There’s a lot of content in a 2-channel recording that is destroyed on playback, or is below the threshold of audibility. This is not the fault of the recording, but the playback system. In general terms, this is low-level information with L/R phase angles between +/- 45 and 180 degrees. A (very good) quadraphonic decoder will route this information to the sides and rear, depending on phase angle, without affecting the frontal image or deforming it. Ideally, random-phase reverberation (from spaced mikes, reverb plate, or good digital reverb) should appear as an evenly weighted sphere around the listener, with no bumps, holes, or hotspots, just as it is in real, physical acoustic spaces. Again, this random-phase information is present on all stereo recordings with even a slight sense of space, because studio professionals consider "dry" vocals intolerable, so some reverb is added on just about everything. And the correct method of presentation is spherical, to match real acoustic spaces.
Unfortunately, 2-speaker playback abbreviates the most realistic spatial presentation, although some speakers preserve a vestige of it. Smooth dispersion patterns, freedom from resonant energy storage in the drivers, and freedom from diffraction artifacts (no sharp cabinet edges) can allow the sound space to leave the confines of the speaker cabinet (as it should in a good loudspeaker). Most listeners never hear this, but it’s still there on the recording, waiting to be heard. (And no, it doesn’t take 11 speakers to preserve spatial information. That’s for special effects in movie theaters.)
For some reason, electronics can also affect the spatial impression. I suspect that many electronics destroy, or alter, the low-level interchannel signals that convey this spatial impression, somewhat akin to MP3 lossy compression discarding "unnecessary" low-level bits.
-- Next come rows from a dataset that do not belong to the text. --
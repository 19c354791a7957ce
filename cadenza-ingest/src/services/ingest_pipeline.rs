//! Single-file ingest pipeline
//!
//! hash → dedup → extract → store → enrich → genre → persist → embed →
//! link → playlist. Known content skips straight to linking. Enrichment and
//! embedding degrade to warnings; every other stage failure aborts the file.

use crate::db::{genres, songs};
use crate::error::IngestError;
use crate::models::{IngestOutcome, NewSong, PlaylistId, SongId, TrackTags, UserId};
use crate::services::blob_store::{blob_key, BlobError, BlobStore};
use crate::services::embedding_client::EmbeddingProvider;
use crate::services::embedding_store::EmbeddingStore;
use crate::services::enrichment::{Correction, EnrichmentProvider};
use crate::services::genre_resolver::GenreResolver;
use crate::services::hasher::hash_file;
use crate::services::library_linker::LibraryLinker;
use crate::services::playlist_manager::PlaylistManager;
use crate::services::tag_reader::{TagError, TagReader};
use crate::utils::{retry_on_lock, DEFAULT_MAX_LOCK_WAIT_MS};
use chrono::{DateTime, Utc};
use sqlx::SqlitePool;
use std::path::{Path, PathBuf};
use std::sync::Arc;

/// MIME type from magic bytes, falling back to the extension
pub fn detect_content_type(path: &Path) -> String {
    if let Ok(Some(kind)) = infer::get_from_path(path) {
        return kind.mime_type().to_string();
    }

    let ext = path
        .extension()
        .and_then(|e| e.to_str())
        .map(|e| e.to_lowercase());
    match ext.as_deref() {
        Some("mp3") => "audio/mpeg",
        Some("flac") => "audio/flac",
        Some("wav") => "audio/wav",
        Some("m4a") => "audio/mp4",
        Some("ogg") => "audio/ogg",
        _ => "application/octet-stream",
    }
    .to_string()
}

/// Overwrite tag fields with any corrections the enrichment service offers
fn apply_enrichment(tags: &mut TrackTags, correction: Correction) {
    if let Some(album) = correction.album {
        tags.album = album;
    }
    if let Some(artist) = correction.artist {
        tags.artist = artist;
    }
    if let Some(year) = correction.year {
        tags.year = year;
    }
}

pub struct IngestPipeline {
    pool: SqlitePool,
    blobs: Arc<dyn BlobStore>,
    tag_reader: Arc<dyn TagReader>,
    enrichment: Arc<dyn EnrichmentProvider>,
    embedder: Arc<dyn EmbeddingProvider>,
    genre_resolver: GenreResolver,
    embeddings: EmbeddingStore,
    linker: Arc<LibraryLinker>,
    playlists: Arc<PlaylistManager>,
}

impl IngestPipeline {
    pub fn new(
        pool: SqlitePool,
        blobs: Arc<dyn BlobStore>,
        tag_reader: Arc<dyn TagReader>,
        enrichment: Arc<dyn EnrichmentProvider>,
        embedder: Arc<dyn EmbeddingProvider>,
        linker: Arc<LibraryLinker>,
        playlists: Arc<PlaylistManager>,
    ) -> Self {
        Self {
            genre_resolver: GenreResolver::new(pool.clone(), enrichment.clone()),
            embeddings: EmbeddingStore::new(pool.clone()),
            pool,
            blobs,
            tag_reader,
            enrichment,
            embedder,
            linker,
            playlists,
        }
    }

    /// Ingest one file for `user_id`, optionally appending it to a playlist
    pub async fn ingest(
        &self,
        path: &Path,
        user_id: UserId,
        playlist_id: Option<PlaylistId>,
    ) -> Result<IngestOutcome, IngestError> {
        let hash = hash_file(path).await.map_err(IngestError::Hash)?;
        tracing::debug!(file = %path.display(), hash = %hash, "Hashed file");

        let existing = songs::find_song_id_by_hash(&self.pool, &hash)
            .await
            .map_err(IngestError::Dedup)?;

        let outcome = match existing {
            Some(song_id) => {
                tracing::debug!(file = %path.display(), hash = %hash, song_id, "Content already in library");
                IngestOutcome { song_id, created: false }
            }
            None => self.ingest_new(path, &hash).await?,
        };

        self.linker
            .add_user_song(user_id, outcome.song_id)
            .await
            .map_err(IngestError::Link)?;
        tracing::debug!(song_id = outcome.song_id, user_id, "Linked song to user");

        if let Some(playlist_id) = playlist_id {
            self.playlists
                .add_or_move(playlist_id, outcome.song_id, 0)
                .await
                .map_err(IngestError::Playlist)?;
        }

        Ok(outcome)
    }

    async fn ingest_new(&self, path: &Path, hash: &str) -> Result<IngestOutcome, IngestError> {
        let mut tags = self.read_tags(path).await?;
        tracing::debug!(
            file = %path.display(),
            title = %tags.title,
            artist = %tags.artist,
            "Extracted tags"
        );

        let key = blob_key(hash, path);
        let content_type = detect_content_type(path);
        let (file_size, modified_at) = self.store_blob(path, &key, &content_type).await?;

        if !tags.artist.is_empty() && !tags.title.is_empty() {
            match self.enrichment.enrich(&tags.artist, &tags.title).await {
                Ok(Some(correction)) => apply_enrichment(&mut tags, correction),
                Ok(None) => {}
                Err(e) => {
                    tracing::warn!(file = %path.display(), error = %e, "Enrichment failed, keeping file tags");
                }
            }
        }

        let genre = self
            .genre_resolver
            .resolve(&tags, path)
            .await
            .map_err(IngestError::Genre)?;
        let genre_id = if genre.is_empty() {
            None
        } else {
            Some(
                genres::find_or_create_genre(&self.pool, &genre)
                    .await
                    .map_err(IngestError::Genre)?,
            )
        };

        let new_song = NewSong {
            content_hash: hash.to_string(),
            blob_key: key,
            content_type: content_type.clone(),
            title: tags.title,
            artist: tags.artist,
            album: tags.album,
            year: tags.year,
            genre_id,
            duration_ms: tags.duration_ms,
            bitrate_kbps: tags.bitrate_kbps,
            file_size_bytes: file_size as i64,
            modified_at,
        };

        let inserted = retry_on_lock("insert_song", DEFAULT_MAX_LOCK_WAIT_MS, || {
            songs::insert_song(&self.pool, &new_song)
        })
        .await;

        let song_id = match inserted {
            Ok(id) => id,
            Err(e) if e.is_unique_violation() => {
                let id = songs::find_song_id_by_hash(&self.pool, hash)
                    .await
                    .map_err(IngestError::Persist)?
                    .ok_or(IngestError::Persist(e))?;
                tracing::debug!(file = %path.display(), hash = %hash, song_id = id, "Concurrent duplicate resolved");
                return Ok(IngestOutcome { song_id: id, created: false });
            }
            Err(e) => return Err(IngestError::Persist(e)),
        };

        tracing::info!(
            file = %path.display(),
            hash = %hash,
            song_id,
            genre = %genre,
            "Song created"
        );

        self.embed(path, song_id, &content_type).await;

        Ok(IngestOutcome { song_id, created: true })
    }

    async fn read_tags(&self, path: &Path) -> Result<TrackTags, IngestError> {
        let reader = self.tag_reader.clone();
        let path_buf: PathBuf = path.to_path_buf();

        tokio::task::spawn_blocking(move || reader.read_tags(&path_buf))
            .await
            .map_err(|e| IngestError::Extract(TagError::Read(format!("tag reader task failed: {}", e))))?
            .map_err(IngestError::Extract)
    }

    async fn store_blob(
        &self,
        path: &Path,
        key: &str,
        content_type: &str,
    ) -> Result<(u64, DateTime<Utc>), IngestError> {
        let mut file = tokio::fs::File::open(path)
            .await
            .map_err(|e| IngestError::Store(BlobError::Io(e)))?;
        let metadata = file
            .metadata()
            .await
            .map_err(|e| IngestError::Store(BlobError::Io(e)))?;
        let size = metadata.len();
        let modified_at = metadata
            .modified()
            .map(DateTime::<Utc>::from)
            .unwrap_or_else(|_| Utc::now());

        self.blobs
            .put(key, &mut file, size, content_type)
            .await
            .map_err(IngestError::Store)?;

        tracing::debug!(file = %path.display(), key, size, "Stored blob");
        Ok((size, modified_at))
    }

    async fn embed(&self, path: &Path, song_id: SongId, content_type: &str) {
        let vector = match self.embedder.embed(path, content_type).await {
            Ok(vector) => vector,
            Err(e) => {
                tracing::warn!(file = %path.display(), song_id, error = %e, "Embedding unavailable");
                return;
            }
        };

        if let Err(e) = self.embeddings.save_embedding(song_id, &vector).await {
            tracing::warn!(song_id, error = %e, "Failed to store embedding");
        } else {
            tracing::debug!(song_id, dimension = vector.len(), "Stored embedding");
        }
    }
}

#[cfg(test)]
mod tests {
    use super::*;

    #[test]
    fn test_content_type_falls_back_to_extension() {
        let dir = tempfile::tempdir().unwrap();
        let mp3 = dir.path().join("x.MP3");
        let unknown = dir.path().join("x.bin");
        std::fs::write(&mp3, b"not really audio").unwrap();
        std::fs::write(&unknown, b"not really audio").unwrap();

        assert_eq!(detect_content_type(&mp3), "audio/mpeg");
        assert_eq!(detect_content_type(&unknown), "application/octet-stream");
    }

    #[test]
    fn test_enrichment_overwrites_only_offered_fields() {
        let mut tags = TrackTags {
            title: "Roundabout".to_string(),
            artist: "yes".to_string(),
            album: "".to_string(),
            year: 0,
            genre: "Rock".to_string(),
            ..Default::default()
        };
        apply_enrichment(
            &mut tags,
            Correction {
                album: Some("Fragile".to_string()),
                artist: None,
                year: Some(1971),
            },
        );

        assert_eq!(tags.artist, "yes");
        assert_eq!(tags.album, "Fragile");
        assert_eq!(tags.year, 1971);
        assert_eq!(tags.genre, "Rock");
    }
}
Nothing as violent as that happens in normal electronics, of course, but still, it subjectively sounds like bit reduction, with a loss or "air", spatial realism, and realistic tonality. I am not sure of the mechanism, but high-order nonlinearities, power supply switch-noise grunge, correlated noise, and odd, hard-to-pin-down capacitor colorations (possibly chemical reactions in the dielectric) all seem to play a role in shrinking the sound stage and destroying the ambient impression.
That’s why the Raven and Blackbird minimize energy storage in the signal path. There are no feedback loops, either local or overall. There are no coupling caps, on the input, between stages, or on the output. The balanced circuit presents a nearly constant demand on the power supply, which is further smoothed by the shunt regulator tubes in the preamp. The signal goes in, is fed to a Class A balanced pair of very linear vacuum tubes, and is transformer re-balanced on the way out. No signal recirculation, no phase inverters, no cathode followers, and no secondary side chains (DC servo circuits, dynamic loads, etc.), even at very low levels (which is why it is so quiet).